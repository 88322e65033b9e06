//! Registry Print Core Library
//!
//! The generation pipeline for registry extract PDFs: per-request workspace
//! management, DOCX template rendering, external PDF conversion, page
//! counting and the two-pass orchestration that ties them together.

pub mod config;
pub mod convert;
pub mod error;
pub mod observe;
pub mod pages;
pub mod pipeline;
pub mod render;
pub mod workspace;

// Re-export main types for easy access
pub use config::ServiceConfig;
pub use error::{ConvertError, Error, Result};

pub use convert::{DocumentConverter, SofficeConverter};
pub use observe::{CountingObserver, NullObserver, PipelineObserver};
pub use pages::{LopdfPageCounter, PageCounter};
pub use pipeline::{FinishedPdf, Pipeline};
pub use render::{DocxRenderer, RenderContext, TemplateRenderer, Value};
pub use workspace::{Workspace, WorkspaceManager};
----
- Instructions for the task -
Copy each line of the listing that carries the word "workspace".

- Exercise solution -
//! The generation pipeline for registry extract PDFs: per-request workspace
pub mod workspace;
pub use workspace::{Workspace, WorkspaceManager};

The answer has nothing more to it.